A giant building made of mushrooms and corn has sprouted in Queens at MoMA PS1 as part of the annual Young Architects Program, co-sponsored by the Museum of Modern Art and PS1. As reported by the New York Times, the tower, titled Hy-Fi, is the work of New York-based architects the Living.
Each year, emerging talents compete to build a temporary structure in the Long Island City institution’s outdoor courtyard. As always, museum visitors will get the opportunity to experience the piece all summer, particularly during “Warm Up,” the museum’s popular outdoor concert series.

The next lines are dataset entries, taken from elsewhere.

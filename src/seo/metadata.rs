//! CMS SEO records in, page metadata out.

use crate::seo::{process_keywords, LanguageUrls, SeoLimits};
use serde::{Deserialize, Serialize};
use tracing::warn;

/// Per-page SEO fields as delivered by the CMS.
///
/// Every field is optional on the wire; missing values default to empty
/// strings, `None` or `false` here, at the boundary.
#[derive(Debug, Clone, Default, PartialEq, Eq, Deserialize)]
#[serde(rename_all = "camelCase", default)]
pub struct SeoRecord {
    pub meta_title: String,
    pub meta_description: String,
    /// Comma-separated keywords
    pub keywords: Option<String>,
    pub og_image: Option<String>,
    pub twitter_image: Option<String>,
    /// Absolute URL overriding the derived canonical URL
    pub canonical: Option<String>,
    pub no_index: bool,
    pub no_follow: bool,
}

impl SeoRecord {
    /// Fill empty title/description with page-supplied fallbacks.
    pub fn with_fallbacks(mut self, title: Option<&str>, description: Option<&str>) -> Self {
        if self.meta_title.trim().is_empty() {
            if let Some(title) = title {
                self.meta_title = title.to_string();
            }
        }
        if self.meta_description.trim().is_empty() {
            if let Some(description) = description {
                self.meta_description = description.to_string();
            }
        }
        self
    }
}

/// An SEO record after validation and coercion.
#[derive(Debug, Clone, PartialEq, Eq)]
pub struct ProcessedSeo {
    pub title: String,
    pub description: String,
    /// `None` when the record had no keyword string at all
    pub keywords: Option<Vec<String>>,
    pub og_image: Option<String>,
    pub twitter_image: Option<String>,
    pub canonical: Option<String>,
    pub no_index: bool,
    pub no_follow: bool,
    pub warnings: Vec<String>,
}

/// Validate and coerce a CMS record. Never fails.
pub fn process_seo_record(record: &SeoRecord, limits: &SeoLimits) -> ProcessedSeo {
    let title = limits.validate_title(&record.meta_title);
    let description = limits.validate_description(&record.meta_description);

    let keywords = record
        .keywords
        .as_deref()
        .filter(|csv| !csv.is_empty())
        .map(|csv| process_keywords(csv, limits.keywords_max));

    let mut warnings = title.warnings;
    warnings.extend(description.warnings);

    ProcessedSeo {
        title: title.value,
        description: description.value,
        keywords,
        og_image: non_empty(&record.og_image),
        twitter_image: non_empty(&record.twitter_image),
        canonical: non_empty(&record.canonical),
        no_index: record.no_index,
        no_follow: record.no_follow,
        warnings,
    }
}

fn non_empty(value: &Option<String>) -> Option<String> {
    value
        .as_deref()
        .map(str::trim)
        .filter(|v| !v.is_empty())
        .map(str::to_string)
}

/// Alternate URLs of a page.
#[derive(Debug, Clone, PartialEq, Eq, Serialize)]
#[serde(rename_all = "camelCase")]
pub struct Alternates {
    pub canonical: String,
    pub languages: LanguageUrls,
    pub x_default: String,
}

#[derive(Debug, Clone, PartialEq, Eq, Serialize)]
pub struct OgImage {
    pub url: String,
    pub width: u32,
    pub height: u32,
}

#[derive(Debug, Clone, PartialEq, Eq, Serialize)]
#[serde(rename_all = "camelCase")]
pub struct OpenGraph {
    pub title: String,
    pub description: String,
    pub url: String,
    pub site_name: String,
    pub locale: &'static str,
    pub alternate_locale: Vec<&'static str>,
    #[serde(rename = "type")]
    pub kind: &'static str,
    #[serde(skip_serializing_if = "Vec::is_empty")]
    pub images: Vec<OgImage>,
}

#[derive(Debug, Clone, PartialEq, Eq, Serialize)]
pub struct TwitterCard {
    pub card: &'static str,
    pub title: String,
    pub description: String,
    #[serde(skip_serializing_if = "Vec::is_empty")]
    pub images: Vec<String>,
}

/// Indexing directives.
#[derive(Debug, Clone, Copy, PartialEq, Eq, Serialize)]
pub struct Robots {
    pub index: bool,
    pub follow: bool,
}

/// Metadata object handed to the page-rendering layer.
#[derive(Debug, Clone, PartialEq, Eq, Serialize)]
#[serde(rename_all = "camelCase")]
pub struct PageMetadata {
    pub title: String,
    pub description: String,
    pub keywords: Vec<String>,
    pub alternates: Alternates,
    pub open_graph: OpenGraph,
    pub twitter: TwitterCard,
    pub robots: Robots,
    pub warnings: Vec<String>,
}

/// Log advisory warnings for a page. Rendering continues regardless.
pub fn log_warnings(path: &str, warnings: &[String]) {
    for warning in warnings {
        warn!("SEO warning for {}: {}", path, warning);
    }
}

Hy-Fi measures 40 feet fall, with curving cylinders branching out from its base, but what is most remarkable about the project are its building materials. The Living, in collaboration with Ecovative, of Green Island, New York, have developed a special biodegradable brick made of agricultural byproducts, namely chopped up corn stalks, mixed with mycelium mushrooms.
The latter’s living root structure fuse together the biological material, creating a solid object that can serve as a strong, lightweight, weather-resistant building material. The towering pavilion was thoroughly analyzed before it was build in order to make sure that the innovative bricks would be structurally sound.
“We can try to do things differently; we don’t have to accept the ways that buildings are always designed,” lead designer David Benjamin said in a video for the Creators Project. Without a doubt, Hy-Fi takes green, sustainable architecture and design to a new level, bringing architecture to life through actual living biological organisms.
At the end of the summer, the structure will be composted. A building that sprang from the earth will return to earth, literally “dust to dust.”
The Living’s Hy-Fi will be on view at MoMA PS1 through September 6.